1月7日、日経新聞は「基礎年金、全額税方式で」と題する政策提言を発表。同日の社説では「保険料の未納付増加で制度は破綻する可能性が大きい」「年金制度が崩れる前に超党派で議論を」と提言し、最近の年金改革論議の火付け役になった。ところが、未納・未加入があっても、年金財政が破綻しないとなると、主張自体に誤りがあったことになる。

未納・未加入によって、その年度の給付に必要な保険料が集まらなくても、年金積立金の取り崩しで充当される。一方、未納・未加入者は将来の年金給付を受けられないため、将来の年金財政にとって、未納・未加入者の存在はプラスに働く(つまり、財政的には中立。厳密に言えば、積立金の運用益の分だけ、財政影響はある)。こうしたメカニズムが働くため、未納・未加入問題は年金財政の根幹を揺るがすことにはならない。また、「納付率66・3%」(06年度)は第1号被保険者に限ったもので、未納・未加入者340万人は公的年金加入者7059万人と比べた場合、4・8%にすぎない。

実はこうした事実は、厚生労働省のみならず、年金に精通した学者からも指摘されていたが、「公的年金の財政は破綻寸前」などという無責任な論調がまかり通っていた。そして、テレビ報道などを通じて、公的年金は破綻寸前だと信じ込んでいる国民は少なくない。
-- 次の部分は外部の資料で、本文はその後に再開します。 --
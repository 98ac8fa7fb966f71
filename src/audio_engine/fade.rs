//! Time-bounded linear gain ramps.
//!
//! A [`FadeController`] tracks the single ramp a session may have in flight. The
//! engine renders the ramp sample-accurately; the controller keeps the same
//! timeline on the UI thread so it knows the current gain and when the ramp
//! is over.

use std::time::Duration;

use crate::audio_engine::engine::{PlaybackEngine, RampId, ResourceHandle};

/// Why a ramp was started.
#[derive(Debug, Clone, Copy, PartialEq, Eq)]
pub enum FadeKind {
    /// Ramp up after `play()`.
    In,
    /// Ramp down before a pending stop.
    Out,
}

/// A ramp that reached its target.
#[derive(Debug, Clone, Copy, PartialEq)]
pub struct FadeCompletion {
    pub kind: FadeKind,
    /// Envelope gain the ramp ended on.
    pub gain: f32,
}

#[derive(Debug, Clone, Copy)]
struct ActiveRamp {
    id: RampId,
    kind: FadeKind,
    from: f32,
    to: f32,
    started_at: Duration,
    duration: Duration,
}

impl ActiveRamp {
    fn progress(&self, now: Duration) -> f32 {
        let elapsed = now.saturating_sub(self.started_at);
        (elapsed.as_secs_f64() / self.duration.as_secs_f64()).clamp(0.0, 1.0) as f32
    }

    fn is_finished(&self, now: Duration) -> bool {
        now >= self.started_at + self.duration
    }
}

/// Holds at most one in-flight ramp for a session.
#[derive(Debug, Default)]
pub struct FadeController {
    active: Option<ActiveRamp>,
}

impl FadeController {
    pub fn new() -> Self {
        Self::default()
    }

    /// Starts a ramp, cancelling any ramp already in flight.
    ///
    /// A zero `duration` applies `to` at once and returns the completion
    /// synchronously; otherwise returns `None` and the completion is reported
    /// later by [`poll`](Self::poll).
    #[allow(clippy::too_many_arguments)]
    pub fn start<E: PlaybackEngine + ?Sized>(
        &mut self,
        engine: &mut E,
        handle: ResourceHandle,
        kind: FadeKind,
        from: f32,
        to: f32,
        duration: Duration,
        now: Duration,
    ) -> Option<FadeCompletion> {
        self.cancel(engine, handle);

        let from = clamp_gain(from);
        let to = clamp_gain(to);

        if duration.is_zero() {
            engine.set_gain(handle, to);
            return Some(FadeCompletion { kind, gain: to });
        }

        let id = engine.fade(handle, from, to, duration);
        self.active = Some(ActiveRamp {
            id,
            kind,
            from,
            to,
            started_at: now,
            duration,
        });
        None
    }

    /// Cancels the in-flight ramp, if any. The engine keeps whatever gain the
    /// ramp had reached.
    pub fn cancel<E: PlaybackEngine + ?Sized>(&mut self, engine: &mut E, handle: ResourceHandle) {
        if let Some(ramp) = self.active.take() {
            engine.cancel_fade(handle, ramp.id);
        }
    }

    /// Forgets the in-flight ramp without talking to the engine, used when the
    /// engine side is being torn down anyway.
    pub fn clear(&mut self) {
        self.active = None;
    }

    /// Reports the ramp as complete once its duration has elapsed.
    pub fn poll(&mut self, now: Duration) -> Option<FadeCompletion> {
        let ramp = self.active?;
        if !ramp.is_finished(now) {
            return None;
        }

        self.active = None;
        Some(FadeCompletion {
            kind: ramp.kind,
            gain: ramp.to,
        })
    }

    /// Interpolated envelope gain at `now`, or `None` when idle.
    pub fn gain_at(&self, now: Duration) -> Option<f32> {
        self.active
            .map(|ramp| ramp.from + (ramp.to - ramp.from) * ramp.progress(now))
    }

    pub fn kind(&self) -> Option<FadeKind> {
        self.active.map(|ramp| ramp.kind)
    }

    pub fn is_active(&self) -> bool {
        self.active.is_some()
    }

    pub fn ramp_id(&self) -> Option<RampId> {
        self.active.map(|ramp| ramp.id)
    }
}

fn clamp_gain(gain: f32) -> f32 {
    if gain.is_finite() {
        gain.clamp(0.0, 1.0)
    } else {
        0.0
    }
}

#[cfg(test)]
mod tests {
    use super::*;
    use crate::audio_engine::testing::FakeEngine;

    fn ms(value: u64) -> Duration {
        Duration::from_millis(value)
    }

    #[test]
    fn test_zero_duration_completes_synchronously() {
        let mut engine = FakeEngine::new();
        let handle = engine.loaded(10.0);
        let mut fade = FadeController::new();

        let done = fade.start(&mut engine, handle, FadeKind::Out, 0.8, 0.0, Duration::ZERO, ms(0));

        assert_eq!(
            done,
            Some(FadeCompletion {
                kind: FadeKind::Out,
                gain: 0.0
            })
        );
        assert!(!fade.is_active());
        assert_eq!(engine.gain(handle), 0.0);
        assert!(engine.fades.is_empty());
    }

    #[test]
    fn test_ramp_interpolates_and_completes() {
        let mut engine = FakeEngine::new();
        let handle = engine.loaded(10.0);
        let mut fade = FadeController::new();

        assert!(
            fade.start(&mut engine, handle, FadeKind::In, 0.0, 1.0, ms(300), ms(1_000))
                .is_none()
        );
        assert_eq!(fade.kind(), Some(FadeKind::In));

        let halfway = fade.gain_at(ms(1_150)).unwrap();
        assert!((halfway - 0.5).abs() < 1e-4);

        assert!(fade.poll(ms(1_299)).is_none());
        let done = fade.poll(ms(1_300)).unwrap();
        assert_eq!(done.kind, FadeKind::In);
        assert!((done.gain - 1.0).abs() < f32::EPSILON);
        assert!(!fade.is_active());
        assert!(fade.poll(ms(2_000)).is_none());
    }

    #[test]
    fn test_new_ramp_cancels_previous() {
        let mut engine = FakeEngine::new();
        let handle = engine.loaded(10.0);
        let mut fade = FadeController::new();

        fade.start(&mut engine, handle, FadeKind::In, 0.0, 1.0, ms(300), ms(0));
        let first = fade.ramp_id().unwrap();

        fade.start(&mut engine, handle, FadeKind::Out, 0.4, 0.0, ms(300), ms(120));
        let second = fade.ramp_id().unwrap();

        assert_ne!(first, second);
        assert_eq!(engine.cancelled, vec![first]);
        assert_eq!(engine.live_ramps(handle), 1);
        assert_eq!(fade.kind(), Some(FadeKind::Out));
    }

    #[test]
    fn test_cancel_without_ramp_is_noop() {
        let mut engine = FakeEngine::new();
        let handle = engine.loaded(10.0);
        let mut fade = FadeController::new();

        fade.cancel(&mut engine, handle);
        assert!(engine.cancelled.is_empty());
        assert_eq!(fade.gain_at(ms(10)), None);
    }

    #[test]
    fn test_gains_are_clamped() {
        let mut engine = FakeEngine::new();
        let handle = engine.loaded(10.0);
        let mut fade = FadeController::new();

        fade.start(&mut engine, handle, FadeKind::In, -1.0, f32::NAN, ms(100), ms(0));
        assert_eq!(fade.gain_at(ms(0)), Some(0.0));
        assert_eq!(fade.gain_at(ms(100)), Some(0.0));
    }
}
もちろん、国民が安心できる老後生活を送るために、未納・未加入者対策は急ぐ必要がある。そのためには、保険料減免の職権適用や、パート・アルバイト社員について、保険料の半分が事業主負担でカバーされる厚生年金への加入の道を広げていく必要がある。また、生活保護制度も利用しやすくする必要がある。基礎年金の税方式化ではなく、むしろそうした地道な努力が必要だ。

年金より医療の議論を

では、なぜ税方式になるとサラリーマンや自営業の低所得者、高齢者など、国民の多くが損をするのか。これは、税方式化に伴い、年間3・7兆円に上る基礎年金部分に関する事業主負担が消滅するためだ。つまり、「企業からサラリーマンにコストシフトが起きる」(社会保障国民会議メンバーの権丈善一・慶應大教授)のである。煎じ詰めれば、税方式化でメリットを受けるのは、保険料を払えない低所得者ではなく、専ら企業なのだ。

国民はこの事実を知ったら、税方式化を支持するだろうか。サラリーマンや高齢者が損をするような改革を、政党が実行できるとは思えない。賃金も上がらない中で、家計をさらに悪化させるような政策に合理性があるとも思えない。

04年度の年金改革では、09年度をメドに、基礎年金に関する国庫負担を2分の1に引き上げることを決めたが、これに必要な追加財源は消費税率換算で1%弱だ。社会保険方式を維持しつつ、保険料の上限を一定水準までに抑えるというのが、04年改革のポイントである。

2分の1への引き上げを超えて、基礎年金の全額税方式化に消費税を投じるのが賢明な選択だとは思えない。むしろ、貴重な消費税は疲弊の著しい医療や介護、際立って財源が手薄な教育や保育、子育て支援などに充てるべきだろう。

具体的には、高齢者医療や国民健康保険、介護保険などへの重点投入が有効である。また、救急や産科、小児科の立て直しや、介護、保育労働者の賃金引き上げなど、新規財源が必要な分野は少なくない。

与野党は不毛な年金改革論議を中止し、医療や介護、保育や教育への財源確保について、早急に協議すべき時だ。